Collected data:
####
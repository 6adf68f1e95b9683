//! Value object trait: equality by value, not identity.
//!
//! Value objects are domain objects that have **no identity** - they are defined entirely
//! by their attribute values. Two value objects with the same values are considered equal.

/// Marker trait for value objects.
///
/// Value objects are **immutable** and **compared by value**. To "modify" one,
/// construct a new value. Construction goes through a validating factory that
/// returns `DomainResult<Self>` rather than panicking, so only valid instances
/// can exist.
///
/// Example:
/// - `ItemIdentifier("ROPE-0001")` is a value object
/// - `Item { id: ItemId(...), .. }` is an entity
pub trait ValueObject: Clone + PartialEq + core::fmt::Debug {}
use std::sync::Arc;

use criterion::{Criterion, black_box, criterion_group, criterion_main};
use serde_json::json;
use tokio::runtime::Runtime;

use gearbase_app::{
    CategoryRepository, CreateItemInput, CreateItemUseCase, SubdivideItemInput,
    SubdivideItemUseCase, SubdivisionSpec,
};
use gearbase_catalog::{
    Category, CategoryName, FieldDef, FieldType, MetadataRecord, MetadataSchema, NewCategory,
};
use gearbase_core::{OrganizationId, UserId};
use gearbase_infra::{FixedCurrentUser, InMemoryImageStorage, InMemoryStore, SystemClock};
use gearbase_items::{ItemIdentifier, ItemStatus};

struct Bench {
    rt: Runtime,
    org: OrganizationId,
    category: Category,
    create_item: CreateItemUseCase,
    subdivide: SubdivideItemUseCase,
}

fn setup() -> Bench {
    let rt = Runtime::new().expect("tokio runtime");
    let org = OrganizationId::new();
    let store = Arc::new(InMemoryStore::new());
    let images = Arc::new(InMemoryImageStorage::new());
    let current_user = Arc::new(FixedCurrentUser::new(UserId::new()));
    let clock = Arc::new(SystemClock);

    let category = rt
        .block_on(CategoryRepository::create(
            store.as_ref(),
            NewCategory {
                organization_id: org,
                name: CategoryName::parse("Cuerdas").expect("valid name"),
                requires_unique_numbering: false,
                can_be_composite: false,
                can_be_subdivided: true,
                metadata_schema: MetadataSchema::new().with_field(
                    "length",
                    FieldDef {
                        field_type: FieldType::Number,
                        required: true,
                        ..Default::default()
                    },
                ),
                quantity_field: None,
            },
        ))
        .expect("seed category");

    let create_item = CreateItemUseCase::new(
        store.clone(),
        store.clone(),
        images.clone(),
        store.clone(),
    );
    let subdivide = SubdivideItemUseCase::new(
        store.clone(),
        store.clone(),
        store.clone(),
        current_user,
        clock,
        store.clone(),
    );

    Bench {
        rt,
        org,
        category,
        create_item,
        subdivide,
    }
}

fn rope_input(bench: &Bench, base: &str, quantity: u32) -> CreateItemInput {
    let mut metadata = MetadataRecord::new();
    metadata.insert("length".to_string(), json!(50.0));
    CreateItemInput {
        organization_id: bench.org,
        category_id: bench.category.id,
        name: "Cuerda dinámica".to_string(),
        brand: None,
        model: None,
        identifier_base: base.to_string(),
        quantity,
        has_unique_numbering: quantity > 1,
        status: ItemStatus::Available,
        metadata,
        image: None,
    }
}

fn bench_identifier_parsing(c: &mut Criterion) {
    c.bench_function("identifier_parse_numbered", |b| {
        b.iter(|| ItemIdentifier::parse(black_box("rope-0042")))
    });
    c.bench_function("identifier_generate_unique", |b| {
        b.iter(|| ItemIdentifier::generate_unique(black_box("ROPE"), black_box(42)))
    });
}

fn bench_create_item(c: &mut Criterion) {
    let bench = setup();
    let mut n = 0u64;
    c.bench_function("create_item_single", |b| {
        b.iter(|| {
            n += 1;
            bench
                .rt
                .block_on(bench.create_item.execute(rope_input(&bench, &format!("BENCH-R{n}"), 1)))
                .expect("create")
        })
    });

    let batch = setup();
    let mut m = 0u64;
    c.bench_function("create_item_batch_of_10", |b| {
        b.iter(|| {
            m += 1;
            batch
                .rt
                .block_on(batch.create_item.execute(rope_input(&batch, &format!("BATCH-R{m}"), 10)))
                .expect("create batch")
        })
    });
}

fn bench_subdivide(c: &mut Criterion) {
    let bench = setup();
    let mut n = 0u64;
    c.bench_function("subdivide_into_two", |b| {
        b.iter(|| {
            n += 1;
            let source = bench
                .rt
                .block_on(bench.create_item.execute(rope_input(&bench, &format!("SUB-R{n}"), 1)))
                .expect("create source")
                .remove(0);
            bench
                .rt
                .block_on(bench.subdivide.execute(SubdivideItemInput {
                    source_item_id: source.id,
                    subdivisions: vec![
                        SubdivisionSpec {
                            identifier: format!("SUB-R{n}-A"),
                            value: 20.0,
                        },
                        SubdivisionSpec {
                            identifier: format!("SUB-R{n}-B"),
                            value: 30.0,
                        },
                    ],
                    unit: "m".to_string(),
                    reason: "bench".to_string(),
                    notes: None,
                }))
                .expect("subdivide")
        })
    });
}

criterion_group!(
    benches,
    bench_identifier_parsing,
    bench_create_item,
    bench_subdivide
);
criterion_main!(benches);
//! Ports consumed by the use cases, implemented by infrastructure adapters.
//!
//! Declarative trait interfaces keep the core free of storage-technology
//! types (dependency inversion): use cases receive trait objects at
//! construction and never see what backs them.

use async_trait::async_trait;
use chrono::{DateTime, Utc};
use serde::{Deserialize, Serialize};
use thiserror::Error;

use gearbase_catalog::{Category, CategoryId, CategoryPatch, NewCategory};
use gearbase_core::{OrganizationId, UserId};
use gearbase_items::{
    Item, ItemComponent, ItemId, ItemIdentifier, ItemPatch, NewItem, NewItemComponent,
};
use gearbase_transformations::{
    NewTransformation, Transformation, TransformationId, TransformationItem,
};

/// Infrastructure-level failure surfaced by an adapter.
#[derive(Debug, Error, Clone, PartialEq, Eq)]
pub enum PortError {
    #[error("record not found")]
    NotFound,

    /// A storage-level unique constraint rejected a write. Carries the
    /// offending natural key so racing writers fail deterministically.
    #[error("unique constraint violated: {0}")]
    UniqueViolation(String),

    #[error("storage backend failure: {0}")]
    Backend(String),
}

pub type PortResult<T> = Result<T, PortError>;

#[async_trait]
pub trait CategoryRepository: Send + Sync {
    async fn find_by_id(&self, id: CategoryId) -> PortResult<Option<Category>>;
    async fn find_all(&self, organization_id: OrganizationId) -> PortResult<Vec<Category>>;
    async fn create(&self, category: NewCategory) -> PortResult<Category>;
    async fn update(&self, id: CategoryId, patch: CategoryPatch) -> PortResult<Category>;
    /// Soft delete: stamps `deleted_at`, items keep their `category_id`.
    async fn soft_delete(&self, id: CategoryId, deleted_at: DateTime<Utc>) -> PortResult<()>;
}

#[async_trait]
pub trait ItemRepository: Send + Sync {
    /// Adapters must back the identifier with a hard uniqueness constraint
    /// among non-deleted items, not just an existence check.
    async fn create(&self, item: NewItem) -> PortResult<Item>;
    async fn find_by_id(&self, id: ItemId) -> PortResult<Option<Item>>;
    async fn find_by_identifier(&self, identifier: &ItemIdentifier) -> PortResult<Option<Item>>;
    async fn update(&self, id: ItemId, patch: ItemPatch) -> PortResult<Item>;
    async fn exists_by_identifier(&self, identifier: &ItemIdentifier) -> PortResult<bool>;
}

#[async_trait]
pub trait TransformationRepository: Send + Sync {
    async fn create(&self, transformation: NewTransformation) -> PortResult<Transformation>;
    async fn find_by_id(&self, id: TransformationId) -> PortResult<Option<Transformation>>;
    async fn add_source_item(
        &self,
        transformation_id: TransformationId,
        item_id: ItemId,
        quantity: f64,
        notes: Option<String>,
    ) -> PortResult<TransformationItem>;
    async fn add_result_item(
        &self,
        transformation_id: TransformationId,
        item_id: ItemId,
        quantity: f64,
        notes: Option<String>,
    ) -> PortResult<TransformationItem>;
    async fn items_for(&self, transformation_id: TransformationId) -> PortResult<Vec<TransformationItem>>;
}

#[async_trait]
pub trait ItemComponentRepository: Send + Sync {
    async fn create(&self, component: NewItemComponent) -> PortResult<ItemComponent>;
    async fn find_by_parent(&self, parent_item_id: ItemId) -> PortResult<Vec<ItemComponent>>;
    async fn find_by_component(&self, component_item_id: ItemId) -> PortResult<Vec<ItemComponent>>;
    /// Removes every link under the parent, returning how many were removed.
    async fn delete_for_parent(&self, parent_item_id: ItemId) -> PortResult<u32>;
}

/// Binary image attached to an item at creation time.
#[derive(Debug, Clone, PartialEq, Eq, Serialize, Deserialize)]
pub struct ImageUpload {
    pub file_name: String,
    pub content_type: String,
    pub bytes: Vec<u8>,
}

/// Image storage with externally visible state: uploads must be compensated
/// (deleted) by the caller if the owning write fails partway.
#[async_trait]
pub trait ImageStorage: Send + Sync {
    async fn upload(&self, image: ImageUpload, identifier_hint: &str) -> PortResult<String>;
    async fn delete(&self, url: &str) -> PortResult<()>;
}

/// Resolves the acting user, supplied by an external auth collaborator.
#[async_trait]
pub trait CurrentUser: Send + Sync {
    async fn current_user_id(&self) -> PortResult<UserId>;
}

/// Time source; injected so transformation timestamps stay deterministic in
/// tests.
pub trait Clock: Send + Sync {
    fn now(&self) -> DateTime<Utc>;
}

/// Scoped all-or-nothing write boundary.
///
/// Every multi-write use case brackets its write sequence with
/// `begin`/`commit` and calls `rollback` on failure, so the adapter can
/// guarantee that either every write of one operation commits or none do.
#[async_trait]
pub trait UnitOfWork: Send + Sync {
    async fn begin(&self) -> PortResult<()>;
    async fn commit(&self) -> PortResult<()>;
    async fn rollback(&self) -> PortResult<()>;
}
####
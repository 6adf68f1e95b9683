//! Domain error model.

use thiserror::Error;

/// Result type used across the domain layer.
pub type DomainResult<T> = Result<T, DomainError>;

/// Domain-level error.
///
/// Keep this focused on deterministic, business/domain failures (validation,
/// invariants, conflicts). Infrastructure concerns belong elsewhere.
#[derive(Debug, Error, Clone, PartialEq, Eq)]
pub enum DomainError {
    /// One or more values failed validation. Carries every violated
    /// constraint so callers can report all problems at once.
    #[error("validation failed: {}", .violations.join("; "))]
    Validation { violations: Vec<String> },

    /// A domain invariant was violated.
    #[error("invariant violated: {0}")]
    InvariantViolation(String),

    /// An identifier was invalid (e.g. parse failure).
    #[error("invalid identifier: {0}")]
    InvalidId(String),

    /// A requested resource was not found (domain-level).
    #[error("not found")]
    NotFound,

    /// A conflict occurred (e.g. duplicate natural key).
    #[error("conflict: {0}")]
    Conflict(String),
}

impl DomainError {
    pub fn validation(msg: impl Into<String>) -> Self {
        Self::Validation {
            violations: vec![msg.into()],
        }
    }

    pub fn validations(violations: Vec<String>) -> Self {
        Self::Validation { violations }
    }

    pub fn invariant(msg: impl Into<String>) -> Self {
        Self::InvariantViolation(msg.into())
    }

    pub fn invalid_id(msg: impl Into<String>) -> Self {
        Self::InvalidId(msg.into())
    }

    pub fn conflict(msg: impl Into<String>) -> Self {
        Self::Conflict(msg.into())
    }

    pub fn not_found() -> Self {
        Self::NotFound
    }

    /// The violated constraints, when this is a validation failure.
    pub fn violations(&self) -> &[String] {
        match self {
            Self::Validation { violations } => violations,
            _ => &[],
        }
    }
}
####
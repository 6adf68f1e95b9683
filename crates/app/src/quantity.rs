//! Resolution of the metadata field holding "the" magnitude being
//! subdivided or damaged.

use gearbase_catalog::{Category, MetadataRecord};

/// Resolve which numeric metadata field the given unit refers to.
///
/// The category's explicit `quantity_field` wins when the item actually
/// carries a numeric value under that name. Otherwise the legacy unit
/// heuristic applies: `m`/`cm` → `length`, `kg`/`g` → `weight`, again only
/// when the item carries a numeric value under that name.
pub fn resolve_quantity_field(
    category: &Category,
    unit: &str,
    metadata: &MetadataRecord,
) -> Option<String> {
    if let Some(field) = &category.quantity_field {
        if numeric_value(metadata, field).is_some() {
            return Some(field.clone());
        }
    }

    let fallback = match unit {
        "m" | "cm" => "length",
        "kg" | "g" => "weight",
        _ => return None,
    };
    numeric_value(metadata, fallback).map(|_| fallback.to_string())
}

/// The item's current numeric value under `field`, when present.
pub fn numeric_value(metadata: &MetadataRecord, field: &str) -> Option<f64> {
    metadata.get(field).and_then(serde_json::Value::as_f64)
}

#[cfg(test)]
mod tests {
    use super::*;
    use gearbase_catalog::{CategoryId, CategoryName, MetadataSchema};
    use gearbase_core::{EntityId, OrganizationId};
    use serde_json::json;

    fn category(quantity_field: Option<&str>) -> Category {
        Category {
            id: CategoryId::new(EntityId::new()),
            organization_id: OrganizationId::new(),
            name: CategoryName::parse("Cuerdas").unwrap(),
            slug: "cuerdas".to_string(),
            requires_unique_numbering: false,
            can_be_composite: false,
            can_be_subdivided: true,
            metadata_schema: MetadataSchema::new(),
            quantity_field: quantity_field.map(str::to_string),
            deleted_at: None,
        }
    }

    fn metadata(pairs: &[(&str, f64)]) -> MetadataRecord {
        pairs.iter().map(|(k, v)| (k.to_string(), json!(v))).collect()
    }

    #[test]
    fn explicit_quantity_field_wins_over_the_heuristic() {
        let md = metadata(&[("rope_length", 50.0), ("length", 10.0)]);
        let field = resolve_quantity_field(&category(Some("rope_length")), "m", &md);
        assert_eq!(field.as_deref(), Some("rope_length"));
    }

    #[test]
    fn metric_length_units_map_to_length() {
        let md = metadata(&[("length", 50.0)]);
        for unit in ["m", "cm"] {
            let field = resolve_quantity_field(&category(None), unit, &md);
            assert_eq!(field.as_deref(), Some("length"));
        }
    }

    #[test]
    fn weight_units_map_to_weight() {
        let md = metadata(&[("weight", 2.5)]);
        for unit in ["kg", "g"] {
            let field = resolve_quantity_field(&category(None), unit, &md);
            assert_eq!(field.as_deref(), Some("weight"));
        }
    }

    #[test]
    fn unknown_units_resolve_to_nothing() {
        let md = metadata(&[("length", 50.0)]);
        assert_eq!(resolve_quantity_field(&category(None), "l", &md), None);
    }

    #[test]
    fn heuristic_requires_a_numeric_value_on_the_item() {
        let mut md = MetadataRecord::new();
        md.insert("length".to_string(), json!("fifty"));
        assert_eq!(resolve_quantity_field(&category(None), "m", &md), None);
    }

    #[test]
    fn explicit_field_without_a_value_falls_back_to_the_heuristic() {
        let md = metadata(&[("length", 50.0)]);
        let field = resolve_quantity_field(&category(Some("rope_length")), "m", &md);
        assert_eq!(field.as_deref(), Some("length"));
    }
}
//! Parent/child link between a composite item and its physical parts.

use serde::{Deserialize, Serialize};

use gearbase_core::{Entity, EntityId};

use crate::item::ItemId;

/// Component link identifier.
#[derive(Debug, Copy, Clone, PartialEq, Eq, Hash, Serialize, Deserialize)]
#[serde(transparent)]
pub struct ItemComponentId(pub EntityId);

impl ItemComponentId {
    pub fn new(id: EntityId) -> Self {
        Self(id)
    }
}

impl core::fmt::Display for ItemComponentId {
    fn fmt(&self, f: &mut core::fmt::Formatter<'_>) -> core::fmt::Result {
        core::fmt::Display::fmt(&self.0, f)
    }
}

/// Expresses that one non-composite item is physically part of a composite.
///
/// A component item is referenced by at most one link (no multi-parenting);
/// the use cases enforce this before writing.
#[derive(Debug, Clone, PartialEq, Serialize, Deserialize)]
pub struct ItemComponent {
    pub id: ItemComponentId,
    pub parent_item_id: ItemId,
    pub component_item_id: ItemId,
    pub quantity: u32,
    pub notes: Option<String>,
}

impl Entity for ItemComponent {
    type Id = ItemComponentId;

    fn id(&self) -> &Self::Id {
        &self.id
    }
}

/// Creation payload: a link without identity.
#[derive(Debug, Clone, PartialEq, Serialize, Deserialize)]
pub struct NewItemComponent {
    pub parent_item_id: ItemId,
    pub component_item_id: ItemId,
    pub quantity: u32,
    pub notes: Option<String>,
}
####
Return each line above where the word "DateTime" shows up.

use chrono::{DateTime, Utc};
    async fn soft_delete(&self, id: CategoryId, deleted_at: DateTime<Utc>) -> PortResult<()>;
    fn now(&self) -> DateTime<Utc>;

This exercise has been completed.